Data under study: Begin

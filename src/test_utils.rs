//! In-memory fakes for the capability traits, shared by the unit tests.

use std::collections::HashMap;
use std::sync::atomic::{AtomicBool, AtomicUsize, Ordering};
use std::sync::Arc;

use async_trait::async_trait;
use ethers::types::{Address, Bytes, U256};
use ethers::utils::keccak256;
use parking_lot::{Mutex, RwLock};
use tokio::sync::Notify;

use crate::auth::{AuthenticatedUser, IdentityProvider};
use crate::contracts::{ChainReader, RawOrgInfo};
use crate::error::{Error, Result};
use crate::relay::{
    BundleSigner, MetaTransaction, Relay, RelayOptions, SignedBundle,
};

/// Set up a test logger, once per process. Safe to call from every test.
pub fn setup_logger() {
    let log_level = tracing::Level::TRACE;
    let env_filter = tracing_subscriber::EnvFilter::from_default_env()
        .add_directive(
            format!("superfundrs_client={}", log_level)
                .parse()
                .unwrap(),
        );
    let _ = tracing_subscriber::fmt()
        .with_target(true)
        .without_time()
        .with_max_level(log_level)
        .with_env_filter(env_filter)
        .with_test_writer()
        .compact()
        .try_init();
}

/// A chain whose registry and organization contracts live in hash maps.
#[derive(Default)]
pub struct MockChain {
    orgs: RwLock<HashMap<String, (Address, RawOrgInfo)>>,
    allowed: RwLock<HashMap<Address, bool>>,
    balances: RwLock<HashMap<Address, U256>>,
    fail: AtomicBool,
}

impl MockChain {
    /// Register an organization, returning its (deterministic) address.
    pub fn register_org(
        &self,
        id: &str,
        name: &str,
        description: &str,
    ) -> Address {
        let address = Address::from_slice(&keccak256(id.as_bytes())[..20]);
        let info = RawOrgInfo {
            just_same_org_id: id.to_string(),
            proposals: vec![],
            id: id.to_string(),
            name: name.to_string(),
            description: description.to_string(),
        };
        self.orgs.write().insert(id.to_string(), (address, info));
        address
    }

    pub fn set_allowed(&self, org: Address, allowed: bool) {
        self.allowed.write().insert(org, allowed);
    }

    pub fn set_balance(&self, account: Address, balance: U256) {
        self.balances.write().insert(account, balance);
    }

    /// Make every read fail until called again with `false`.
    pub fn fail_reads(&self, fail: bool) {
        self.fail.store(fail, Ordering::SeqCst);
    }

    fn check(&self) -> Result<()> {
        if self.fail.load(Ordering::SeqCst) {
            Err(Error::Generic("rpc unreachable"))
        } else {
            Ok(())
        }
    }
}

#[async_trait]
impl ChainReader for MockChain {
    async fn org_address(&self, org_id: &str) -> Result<Address> {
        self.check()?;
        Ok(self
            .orgs
            .read()
            .get(org_id)
            .map(|(address, _)| *address)
            .unwrap_or_else(Address::zero))
    }

    async fn org_info(&self, org_id: &str) -> Result<RawOrgInfo> {
        self.check()?;
        self.orgs
            .read()
            .get(org_id)
            .map(|(_, info)| info.clone())
            .ok_or(Error::Generic("org not registered"))
    }

    async fn orgs_count(&self) -> Result<U256> {
        self.check()?;
        Ok(U256::from(self.orgs.read().len()))
    }

    async fn user_orgs(&self, _user: Address) -> Result<Vec<Address>> {
        self.check()?;
        Ok(self
            .orgs
            .read()
            .values()
            .map(|(address, _)| *address)
            .collect())
    }

    async fn proposals_allowed(&self, org: Address) -> Result<bool> {
        self.check()?;
        Ok(self.allowed.read().get(&org).copied().unwrap_or(false))
    }

    async fn user_balance(&self, _org: Address, user: Address) -> Result<U256> {
        self.check()?;
        Ok(self.balances.read().get(&user).copied().unwrap_or_default())
    }

    async fn org_balance(&self, org: Address) -> Result<U256> {
        self.check()?;
        Ok(self.balances.read().get(&org).copied().unwrap_or_default())
    }

    async fn native_balance(&self, account: Address) -> Result<U256> {
        self.check()?;
        Ok(self
            .balances
            .read()
            .get(&account)
            .copied()
            .unwrap_or_default())
    }
}

/// An identity provider with a scripted user and optional failure modes.
pub struct MockIdentity {
    user: AuthenticatedUser,
    pub connected: AtomicBool,
    pub fail_sign_in: AtomicBool,
    pub fail_sign_out: AtomicBool,
    pub sign_outs: AtomicUsize,
    gate: Mutex<Option<Arc<Notify>>>,
}

impl MockIdentity {
    pub fn with_user(email: &str, owner: Address, safes: Vec<Address>) -> Self {
        Self {
            user: AuthenticatedUser {
                owner,
                safes,
                email: email.to_string(),
            },
            connected: AtomicBool::new(false),
            fail_sign_in: AtomicBool::new(false),
            fail_sign_out: AtomicBool::new(false),
            sign_outs: AtomicUsize::new(0),
            gate: Mutex::new(None),
        }
    }

    /// Park the next `sign_in` until the returned handle is notified.
    pub fn gate(&self) -> Arc<Notify> {
        let gate = Arc::new(Notify::new());
        *self.gate.lock() = Some(gate.clone());
        gate
    }
}

#[async_trait]
impl IdentityProvider for MockIdentity {
    async fn sign_in(&self) -> Result<AuthenticatedUser> {
        let gate = self.gate.lock().clone();
        if let Some(gate) = gate {
            gate.notified().await;
        }
        if self.fail_sign_in.load(Ordering::SeqCst) {
            return Err(Error::Auth("user closed the sign-in dialog".into()));
        }
        Ok(self.user.clone())
    }

    async fn sign_out(&self) -> Result<()> {
        self.sign_outs.fetch_add(1, Ordering::SeqCst);
        if self.fail_sign_out.load(Ordering::SeqCst) {
            return Err(Error::Auth("provider session already gone".into()));
        }
        self.connected.store(false, Ordering::SeqCst);
        Ok(())
    }

    fn is_connected(&self) -> bool {
        self.connected.load(Ordering::SeqCst)
    }
}

/// A relay that acknowledges with `task-N` and remembers the last bundle.
#[derive(Default)]
pub struct MockRelay {
    pub executions: AtomicUsize,
    pub fail: AtomicBool,
    pub last_bundle: Mutex<Option<SignedBundle>>,
    counter: AtomicUsize,
    gate: Mutex<Option<Arc<Notify>>>,
}

impl MockRelay {
    /// Park the next `execute` until the returned handle is notified.
    pub fn gate(&self) -> Arc<Notify> {
        let gate = Arc::new(Notify::new());
        *self.gate.lock() = Some(gate.clone());
        gate
    }
}

#[async_trait]
impl Relay for MockRelay {
    async fn execute(&self, bundle: SignedBundle) -> Result<String> {
        let gate = self.gate.lock().clone();
        if let Some(gate) = gate {
            gate.notified().await;
        }
        self.executions.fetch_add(1, Ordering::SeqCst);
        if self.fail.load(Ordering::SeqCst) {
            return Err(Error::Relay("relay rejected the bundle".into()));
        }
        *self.last_bundle.lock() = Some(bundle);
        let n = self.counter.fetch_add(1, Ordering::SeqCst) + 1;
        Ok(format!("task-{}", n))
    }
}

/// A signer that produces a fixed-byte signature without a key.
pub struct MockSigner;

#[async_trait]
impl BundleSigner for MockSigner {
    async fn sign_bundle(
        &self,
        chain_id: u64,
        safe: Address,
        transactions: &[MetaTransaction],
        options: &RelayOptions,
    ) -> Result<SignedBundle> {
        Ok(SignedBundle {
            chain_id,
            safe,
            transactions: transactions.to_vec(),
            signature: Bytes::from(vec![0xaa; 65]),
            sponsored: options.sponsored,
        })
    }
}
// Copyright 2023 SuperFundrs Developers
//
// Licensed under the Apache License, Version 2.0 (the "License");
// you may not use this file except in compliance with the License.
// You may obtain a copy of the License at
//
// http://www.apache.org/licenses/LICENSE-2.0
//
// Unless required by applicable law or agreed to in writing, software
// distributed under the License is distributed on an "AS IS" BASIS,
// WITHOUT WARRANTIES OR CONDITIONS OF ANY KIND, either express or implied.
// See the License for the specific language governing permissions and
// limitations under the License.

//! # SuperFundrs Client
//!
//! The embeddable session core of the SuperFundrs account-abstraction
//! client. It owns everything between "the user clicked sign in" and
//! "the relay acknowledged the transaction": the social-login signing
//! session, the smart-account selection (existing or counterfactual), the
//! organization context derived from the session email or the page URL,
//! the single-slot meta-transaction relay, and a balance poller.
//!
//! The embedder supplies the externals as capability traits (an
//! [`auth::IdentityProvider`], a [`contracts::ChainReader`], a
//! [`relay::BundleSigner`] and a [`relay::Relay`]) and drives everything
//! through a shared [`context::SessionContext`].
#![deny(unsafe_code)]
#![warn(missing_docs)]

/// The signing session: login, logout, resume, email relabeling.
pub mod auth;
/// Chain registry and deployment parameters, loaded from files and the
/// environment.
pub mod config;
/// The shared session state, its epoch guard and the event bus.
pub mod context;
/// Contract bindings and the read-only chain access trait.
pub mod contracts;
/// Crate errors.
pub mod error;
/// Organization identity, URL hints and on-chain organization state.
pub mod org;
/// Fixed-interval chain polling.
pub mod polling;
/// Diagnostic probe events, for machine consumption.
pub mod probe;
/// Meta-transaction bundling, signing and relaying.
pub mod relay;
/// Smart-account selection and counterfactual address derivation.
pub mod safe;
/// The background organization sync task.
pub mod service;

#[cfg(test)]
pub(crate) mod test_utils;

pub use config::SuperfundrsConfig;
pub use context::{SessionContext, SessionEvent};
pub use error::{Error, Result};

Data under study: End

* [Exercise]
Reproduce every line of the records containing the string "signature".

* [Solution]
/// A signer that produces a fixed-byte signature without a key.
            signature: Bytes::from(vec![0xaa; 65]),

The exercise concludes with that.